# WHAT TO DO
All that should come back is the lines of the data below from the one containing "match self.entries.iter().find(|(name, _)|" to the one containing "digits and hyphens.", inclusive, exactly as they stand.

Collected data
★ ★ ★
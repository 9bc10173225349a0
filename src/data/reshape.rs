use std::collections::{BTreeMap, BTreeSet};

use super::aggregate::{AggregatedTable, CellStats, FILL_VALUE};
use super::model::Position;

/// One long-form row: the average points of a position at an age.
#[derive(Debug, Clone, PartialEq)]
pub struct ChartPoint {
    pub age: u32,
    pub position: Position,
    pub average_points: f64,
    /// Players behind the average; `0` for a filled-in cell.
    pub count: usize,
}

/// Long ("melted") form of an [`AggregatedTable`], one point per cell.
#[derive(Debug, Clone, PartialEq)]
pub struct ChartSeries {
    points: Vec<ChartPoint>,
    fill_value: f64,
}

impl ChartSeries {
    pub fn points(&self) -> &[ChartPoint] {
        &self.points
    }

    pub fn is_empty(&self) -> bool {
        self.points.is_empty()
    }

    pub fn len(&self) -> usize {
        self.points.len()
    }

    /// Distinct ages, ascending. These are the nominal x-axis categories.
    pub fn age_labels(&self) -> Vec<u32> {
        self.points
            .iter()
            .map(|p| p.age)
            .collect::<BTreeSet<_>>()
            .into_iter()
            .collect()
    }

    /// Points grouped into one line per position, in first-seen order.
    pub fn lines(&self) -> Vec<(&Position, Vec<&ChartPoint>)> {
        let mut lines: Vec<(&Position, Vec<&ChartPoint>)> = Vec::new();
        for p in &self.points {
            match lines.iter_mut().find(|(pos, _)| *pos == &p.position) {
                Some((_, members)) => members.push(p),
                None => lines.push((&p.position, vec![p])),
            }
        }
        lines
    }
}

/// Unpivot the wide table: for each position column, every age row.
pub fn melt(table: &AggregatedTable) -> ChartSeries {
    let mut points = Vec::with_capacity(table.row_count() * table.column_count());
    for (col, position) in table.positions().iter().enumerate() {
        for (row, &age) in table.ages().iter().enumerate() {
            let stats = table.stats(row, col);
            points.push(ChartPoint {
                age,
                position: position.clone(),
                average_points: table.value(row, col),
                count: stats.map_or(0, |s| s.count),
            });
        }
    }
    ChartSeries {
        points,
        fill_value: table.fill_value(),
    }
}

/// Pivot long-form points back into a wide table. Points with `count == 0`
/// become empty cells, so `pivot(&melt(&t)) == t`.
pub fn pivot(series: &ChartSeries) -> AggregatedTable {
    if series.is_empty() {
        return AggregatedTable::empty().with_fill_value(series.fill_value);
    }

    let mut by_key: BTreeMap<(u32, &Position), &ChartPoint> = BTreeMap::new();
    let mut positions: BTreeSet<&Position> = BTreeSet::new();
    for p in &series.points {
        by_key.insert((p.age, &p.position), p);
        positions.insert(&p.position);
    }

    let ages = series.age_labels();
    let positions: Vec<Position> = positions.into_iter().cloned().collect();

    let mut cells = Vec::with_capacity(ages.len() * positions.len());
    for &age in &ages {
        for pos in &positions {
            cells.push(
                by_key
                    .get(&(age, pos))
                    .filter(|p| p.count > 0)
                    .map(|p| CellStats {
                        mean: p.average_points,
                        count: p.count,
                    }),
            );
        }
    }

    AggregatedTable::from_parts(ages, positions, cells, series.fill_value)
}

impl Default for ChartSeries {
    fn default() -> Self {
        ChartSeries {
            points: Vec::new(),
            fill_value: FILL_VALUE,
        }
    }
}

#[cfg(test)]
mod tests {
    use super::*;
    use crate::data::aggregate::aggregate;
    use crate::data::filter::FilterCriteria;
    use crate::data::model::{Dataset, PlayerRecord};

    fn table() -> AggregatedTable {
        let ds = Dataset::from_records(vec![
            PlayerRecord::new("PG", 25, 20.0),
            PlayerRecord::new("PG", 25, 10.0),
            PlayerRecord::new("C", 30, 15.0),
            PlayerRecord::new("SF", 27, 0.0),
        ]);
        let criteria = FilterCriteria::new(ds.positions().to_vec(), (20, 35));
        aggregate(&ds, &criteria)
    }

    #[test]
    fn melt_is_column_major() {
        let series = melt(&table());
        let keys: Vec<(&str, u32)> = series
            .points()
            .iter()
            .map(|p| (p.position.as_str(), p.age))
            .collect();
        assert_eq!(
            keys,
            [
                ("C", 25),
                ("C", 27),
                ("C", 30),
                ("PG", 25),
                ("PG", 27),
                ("PG", 30),
                ("SF", 25),
                ("SF", 27),
                ("SF", 30),
            ]
        );
    }

    #[test]
    fn filled_cells_melt_to_zero_with_no_players() {
        let series = melt(&table());
        let c25 = &series.points()[0];
        assert_eq!(c25.average_points, 0.0);
        assert_eq!(c25.count, 0);
        // A genuine zero average keeps its player count.
        let sf27 = series
            .points()
            .iter()
            .find(|p| p.position.as_str() == "SF" && p.age == 27)
            .unwrap();
        assert_eq!(sf27.average_points, 0.0);
        assert_eq!(sf27.count, 1);
    }

    #[test]
    fn pivot_restores_the_wide_table() {
        let original = table();
        assert_eq!(pivot(&melt(&original)), original);
    }

    #[test]
    fn lines_follow_column_order() {
        let series = melt(&table());
        let lines = series.lines();
        let names: Vec<&str> = lines.iter().map(|(p, _)| p.as_str()).collect();
        assert_eq!(names, ["C", "PG", "SF"]);
        assert!(lines.iter().all(|(_, pts)| pts.len() == 3));
        assert_eq!(series.age_labels(), vec![25, 27, 30]);
    }

    #[test]
    fn empty_table_round_trips() {
        let empty = AggregatedTable::empty();
        let series = melt(&empty);
        assert!(series.is_empty());
        assert!(series.lines().is_empty());
        assert_eq!(pivot(&series), empty);
    }
}
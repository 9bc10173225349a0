pub mod chart;
pub mod panels;
pub mod table;
//! Copy-on-write header collection and the shared message header API.
//!
//! # Design Decisions
//! - Names keep their original case; lookup is ASCII case-insensitive
//! - Insertion order is preserved so emitted headers are deterministic
//! - Name validation is deferred to finalize, where an invalid name is fatal

use std::sync::Arc;

use crate::error::RouterError;

/// Ordered mapping of header name to its values.
#[derive(Debug, Clone, Default, PartialEq, Eq)]
pub struct Headers {
    entries: Arc<Vec<(String, Vec<String>)>>,
}

impl Headers {
    pub fn new() -> Self {
        Self::default()
    }

    fn position(&self, name: &str) -> Option<usize> {
        self.entries
            .iter()
            .position(|(existing, _)| existing.eq_ignore_ascii_case(name))
    }

    pub fn contains(&self, name: &str) -> bool {
        self.position(name).is_some()
    }

    /// All values for `name`, empty when absent.
    pub fn get(&self, name: &str) -> &[String] {
        match self.position(name) {
            Some(index) => &self.entries[index].1,
            None => &[],
        }
    }

    /// Values for `name` joined with `", "`.
    pub fn line(&self, name: &str) -> String {
        self.get(name).join(", ")
    }

    pub fn iter(&self) -> impl Iterator<Item = (&str, &[String])> {
        self.entries
            .iter()
            .map(|(name, values)| (name.as_str(), values.as_slice()))
    }

    pub fn len(&self) -> usize {
        self.entries.len()
    }

    pub fn is_empty(&self) -> bool {
        self.entries.is_empty()
    }

    /// Copy with `name` set to exactly `value`.
    pub fn with(&self, name: &str, value: impl Into<String>) -> Self {
        let mut next = self.clone();
        let entries = Arc::make_mut(&mut next.entries);
        match self.position(name) {
            Some(index) => entries[index].1 = vec![value.into()],
            None => entries.push((name.to_string(), vec![value.into()])),
        }
        next
    }

    /// Copy with `value` appended to `name`.
    pub fn with_added(&self, name: &str, value: impl Into<String>) -> Self {
        let mut next = self.clone();
        let entries = Arc::make_mut(&mut next.entries);
        match self.position(name) {
            Some(index) => entries[index].1.push(value.into()),
            None => entries.push((name.to_string(), vec![value.into()])),
        }
        next
    }

    /// Copy without `name`; an absent name returns an unchanged copy.
    pub fn without(&self, name: &str) -> Self {
        let Some(index) = self.position(name) else {
            return self.clone();
        };
        let mut next = self.clone();
        Arc::make_mut(&mut next.entries).remove(index);
        next
    }

    /// Reject the first name with characters outside `[A-Za-z0-9-]`.
    pub fn validate_names(&self) -> Result<(), RouterError> {
        match self.entries.iter().find(|(name, _)| !is_valid_name(name)) {
            Some((name, _)) => Err(RouterError::InvalidHeaderName(name.clone())),
            None => Ok(()),
        }
    }
}

/// True when `name` is non-empty and only letters, digits and hyphens.
pub fn is_valid_name(name: &str) -> bool {
    !name.is_empty() && name.bytes().all(|b| b.is_ascii_alphanumeric() || b == b'-')
}

/// Header operations shared by requests and responses.
pub trait HttpMessage: Sized {
    fn headers(&self) -> &Headers;

    /// Copy of `self` carrying `headers`.
    fn replace_headers(&self, headers: Headers) -> Self;

    fn has_header(&self, name: &str) -> bool {
        self.headers().contains(name)
    }

    fn header(&self, name: &str) -> &[String] {
        self.headers().get(name)
    }

    fn header_line(&self, name: &str) -> String {
        self.headers().line(name)
    }

    fn with_header(&self, name: &str, value: impl Into<String>) -> Self {
        self.replace_headers(self.headers().with(name, value))
    }

    fn with_added_header(&self, name: &str, value: impl Into<String>) -> Self {
        self.replace_headers(self.headers().with_added(name, value))
    }

    fn without_header(&self, name: &str) -> Self {
        self.replace_headers(self.headers().without(name))
    }
}
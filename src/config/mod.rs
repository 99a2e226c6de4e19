//! Configuration management subsystem.
//!
//! # Data Flow
//! ```text
//! config file (TOML)
//!     → loader.rs (parse & deserialize)
//!     → validation.rs (semantic checks)
//!     → ServerConfig (validated, immutable)
//!     → RouterConfig handed to the Router, the rest to the server
//! ```
//!
//! # Design Decisions
//! - Config is immutable once loaded; changes require a restart
//! - All fields have defaults to allow minimal configs
//! - Validation separates syntactic (serde) from semantic checks

pub mod loader;
pub mod schema;
pub mod validation;

pub use loader::{load_config, parse_config, ConfigError};
pub use schema::{
    HeaderSetting, ListenerConfig, MessageConfig, ObservabilityConfig, RouterConfig,
    SecurityConfig, ServerConfig, TimeoutConfig,
};
pub use validation::{validate_config, ValidationError};
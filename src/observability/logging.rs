//! Structured logging.
//!
//! # Responsibilities
//! - Initialize logging subsystem
//! - Configure log level from environment or config
//!
//! # Design Decisions
//! - Uses tracing crate for structured logging
//! - JSON format for production, pretty format for development
//! - Always writes to stderr; the CGI transport owns stdout

use tracing_subscriber::layer::SubscriberExt;
use tracing_subscriber::util::SubscriberInitExt;
use tracing_subscriber::EnvFilter;

use crate::config::ObservabilityConfig;

/// Filter from `RUST_LOG`, else from the configured level.
pub fn env_filter(config: &ObservabilityConfig) -> EnvFilter {
    EnvFilter::try_from_default_env().unwrap_or_else(|_| {
        EnvFilter::new(format!(
            "phase_router={level},tower_http={level}",
            level = config.log_level
        ))
    })
}

/// Install the global subscriber. Fails if one is already set.
pub fn init_logging(
    config: &ObservabilityConfig,
) -> Result<(), tracing_subscriber::util::TryInitError> {
    let registry = tracing_subscriber::registry().with(env_filter(config));
    if config.json_logs {
        registry
            .with(tracing_subscriber::fmt::layer().json().with_writer(std::io::stderr))
            .try_init()
    } else {
        registry
            .with(tracing_subscriber::fmt::layer().with_writer(std::io::stderr))
            .try_init()
    }
}

#[cfg(test)]
mod tests {
    use super::*;

    #[test]
    fn test_filter_from_config_level() {
        let config = ObservabilityConfig {
            log_level: "debug".to_string(),
            ..ObservabilityConfig::default()
        };
        if std::env::var_os("RUST_LOG").is_none() {
            let rendered = env_filter(&config).to_string();
            assert!(rendered.contains("phase_router=debug"));
        }
    }
}
//! Configuration loading from disk.

use std::fs;
use std::path::Path;

use thiserror::Error;

use crate::config::schema::ServerConfig;
use crate::config::validation::{validate_config, ValidationError};

/// Error type for configuration loading.
#[derive(Debug, Error)]
pub enum ConfigError {
    /// The file could not be read.
    #[error("IO error: {0}")]
    Io(#[from] std::io::Error),

    /// The file is not valid TOML for the schema.
    #[error("Parse error: {0}")]
    Parse(#[from] toml::de::Error),

    /// The configuration parsed but failed semantic checks.
    #[error("Validation failed: {}", join(.0))]
    Validation(Vec<ValidationError>),
}

fn join(errors: &[ValidationError]) -> String {
    errors
        .iter()
        .map(ToString::to_string)
        .collect::<Vec<_>>()
        .join(", ")
}

/// Parse and validate configuration text.
pub fn parse_config(content: &str) -> Result<ServerConfig, ConfigError> {
    let config: ServerConfig = toml::from_str(content)?;
    validate_config(&config).map_err(ConfigError::Validation)?;
    Ok(config)
}

/// Load and validate configuration from a TOML file.
pub fn load_config(path: &Path) -> Result<ServerConfig, ConfigError> {
    let content = fs::read_to_string(path)?;
    parse_config(&content)
}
★ ★ ★
# WRITTEN RESPONSE
        match self.entries.iter().find(|(name, _)| !is_valid_name(name)) {
            Some((name, _)) => Err(RouterError::InvalidHeaderName(name.clone())),
            None => Ok(()),
        }
    }
}

/// True when `name` is non-empty and only letters, digits and hyphens.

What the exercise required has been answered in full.